Le bleu grimaça en éloignant le téléphone de son oreille. Il avait mal au crâne et se massa la tempe en percevant distraitement les vociférations de son ami à l'autre bout de la ligne. Il profita d'une pause dans la diatribe de son camarade pour prendre la parole.
« Je suis chez moi, et j'aurais bien dormi encore un peu, là, tu vois. »
Un silence suivit sa réponse avant que la voix d'Erik ne retentisse à nouveau, plus calme cette fois-ci.
« Hé, sérieux, mec. T'as vu l'heure qu'il est ?
- Non, pourquoi ?
- Il est sept heures, Faust.
- Et on est dimanche, Cobra, répliqua Gérard, agacé de se faire réveiller à l'aube un jour de repos.
- Pas sept heures du matin. Sept heures du soir. Dix neuf heures, quoi, mec ! », s'exclama son interlocuteur.

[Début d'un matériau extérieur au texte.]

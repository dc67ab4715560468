use crate::error::AppError;
use crate::models::bounded;
use crate::service::{calculate_metadata, validate_filters, Filters, Metadata, Validator};
use crate::sql;
use async_trait::async_trait;
use chrono::{DateTime, Datelike, Utc};
use serde::Serialize;
use sqlx::PgPool;
use std::time::Duration;

/// Sort tokens accepted by book listings.
pub const BOOK_SORT_SAFELIST: &[&str] = &[
    "id",
    "title",
    "year",
    "released_at",
    "-id",
    "-title",
    "-year",
    "-released_at",
];

pub const DEFAULT_BOOK_SORT: &str = "id";

#[derive(Clone, Debug, Default, PartialEq, Serialize, sqlx::FromRow)]
pub struct Book {
    pub id: i64,
    #[serde(skip_serializing)]
    pub created_at: DateTime<Utc>,
    pub title: String,
    pub author: String,
    pub year: i32,
    pub genres: Vec<String>,
    pub released_at: i32,
    pub version: i32,
}

pub fn validate_book(v: &mut Validator, book: &Book) {
    validate_book_for_year(v, book, Utc::now().year());
}

pub fn validate_book_for_year(v: &mut Validator, book: &Book, current_year: i32) {
    v.check(!book.title.is_empty(), "title", "must be provided");
    v.check(!book.author.is_empty(), "author", "must be provided");
    v.check(book.year != 0, "year", "must be provided");
    v.check(book.year > 0, "year", "must be greater than zero");
    v.check(book.year <= current_year, "year", "must not be in the future");
    v.check(book.released_at != 0, "released_at", "must be provided");
    v.check(!book.genres.is_empty(), "genres", "must be provided");
}

#[async_trait]
pub trait BookStore: Send + Sync {
    /// Persists a new book and back-fills `id`, `created_at` and `version`. Does not validate.
    async fn insert(&self, book: &mut Book) -> Result<(), AppError>;

    async fn get(&self, id: i64) -> Result<Book, AppError>;

    /// Validates, then writes only if `book.version` still matches the stored row.
    /// On success the stored values, including the new version, are written back into `book`.
    async fn update(&self, book: &mut Book) -> Result<(), AppError>;

    async fn delete(&self, id: i64) -> Result<(), AppError>;

    /// Search terms are trimmed first; a blank term does not filter.
    async fn get_all(
        &self,
        title: &str,
        author: &str,
        genres: &[String],
        filters: &Filters,
    ) -> Result<(Vec<Book>, Metadata), AppError>;
}

#[derive(sqlx::FromRow)]
struct CountedBook {
    total_records: i64,
    #[sqlx(flatten)]
    book: Book,
}

type StoredFields = (String, String, i32, Vec<String>, i32, i32);

pub struct PgBookRepository {
    pool: PgPool,
    timeout: Duration,
}

impl PgBookRepository {
    pub fn new(pool: PgPool, timeout: Duration) -> Self {
        PgBookRepository { pool, timeout }
    }
}

#[async_trait]
impl BookStore for PgBookRepository {
    async fn insert(&self, book: &mut Book) -> Result<(), AppError> {
        let q = sql::insert_book(book);
        tracing::debug!(sql = %q.sql, params = ?q.params, "query");
        let (id, created_at, version): (i64, DateTime<Utc>, i32) =
            bounded(self.timeout, q.query_as().fetch_one(&self.pool)).await?;
        book.id = id;
        book.created_at = created_at;
        book.version = version;
        Ok(())
    }

    async fn get(&self, id: i64) -> Result<Book, AppError> {
        if id < 1 {
            return Err(AppError::NotFound);
        }
        let q = sql::select_book_by_id(id);
        tracing::debug!(sql = %q.sql, params = ?q.params, "query");
        bounded(self.timeout, q.query_as::<Book>().fetch_optional(&self.pool))
            .await?
            .ok_or(AppError::NotFound)
    }

    async fn update(&self, book: &mut Book) -> Result<(), AppError> {
        let mut v = Validator::new();
        validate_book(&mut v, book);
        v.into_result()?;

        let q = sql::update_book(book);
        tracing::debug!(sql = %q.sql, params = ?q.params, "query");
        let stored: Option<StoredFields> =
            bounded(self.timeout, q.query_as().fetch_optional(&self.pool)).await?;
        let Some((title, author, year, genres, released_at, version)) = stored else {
            tracing::debug!(id = book.id, version = book.version, "update matched no row");
            return Err(AppError::EditConflict);
        };
        book.title = title;
        book.author = author;
        book.year = year;
        book.genres = genres;
        book.released_at = released_at;
        book.version = version;
        Ok(())
    }

    async fn delete(&self, id: i64) -> Result<(), AppError> {
        if id < 1 {
            return Err(AppError::NotFound);
        }
        let q = sql::delete_book(id);
        tracing::debug!(sql = %q.sql, params = ?q.params, "query");
        let res = bounded(self.timeout, q.query().execute(&self.pool)).await?;
        if res.rows_affected() == 0 {
            Err(AppError::NotFound)
        } else {
            Ok(())
        }
    }

    async fn get_all(
        &self,
        title: &str,
        author: &str,
        genres: &[String],
        filters: &Filters,
    ) -> Result<(Vec<Book>, Metadata), AppError> {
        let mut v = Validator::new();
        validate_filters(&mut v, filters);
        v.into_result()?;
        let order = filters.sort_order()?;

        let q = sql::search_books(title.trim(), author.trim(), genres, order, filters.limit(), filters.offset());
        tracing::debug!(sql = %q.sql, params = ?q.params, "query");
        let rows: Vec<CountedBook> = bounded(self.timeout, q.query_as().fetch_all(&self.pool)).await?;

        let total_records = rows.first().map(|r| r.total_records).unwrap_or(0);
        let books = rows.into_iter().map(|r| r.book).collect();
        Ok((books, calculate_metadata(total_records, filters.page, filters.page_size)))
    }
}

Sonné, le jeune homme baissa lentement son portable, laissant Erik vitupérer dans le vide. Son regard balaya la pièce pour aller se poser sur le vieux radioréveil placé sur la commode. L'écran indiquait dix-neuf heures douze.
Son acolyte continuait de s'égosiller au téléphone, apparemment inconscient du peu d'attention que lui portait le bleu.
« Putain, mec, mais t'as foutu quoi hier soir ?! »
Hier soir. La déesse à la chevelure purpurine lui revint soudainement à l'esprit. Il était totalement inapte à se rappeler se qui s'était passé après l'incident avec la montagne de muscles. Il avisa ses vêtements. C'était ceux de la veille. Que s'était-il passé ?
La réponse à cette question lui importait peu, en réalité. Il brûlait d'envie de revoir cette femme.
ooOoo
« T'es sûr que tu veux retourner là-bas ? »
Le ton d'Erik était clairement dubitatif.
« Ça fait trois fois que tu me poses la question, ça fait trois fois que je te réponds par l'affirmative. Tu n'en n'as pas assez ? »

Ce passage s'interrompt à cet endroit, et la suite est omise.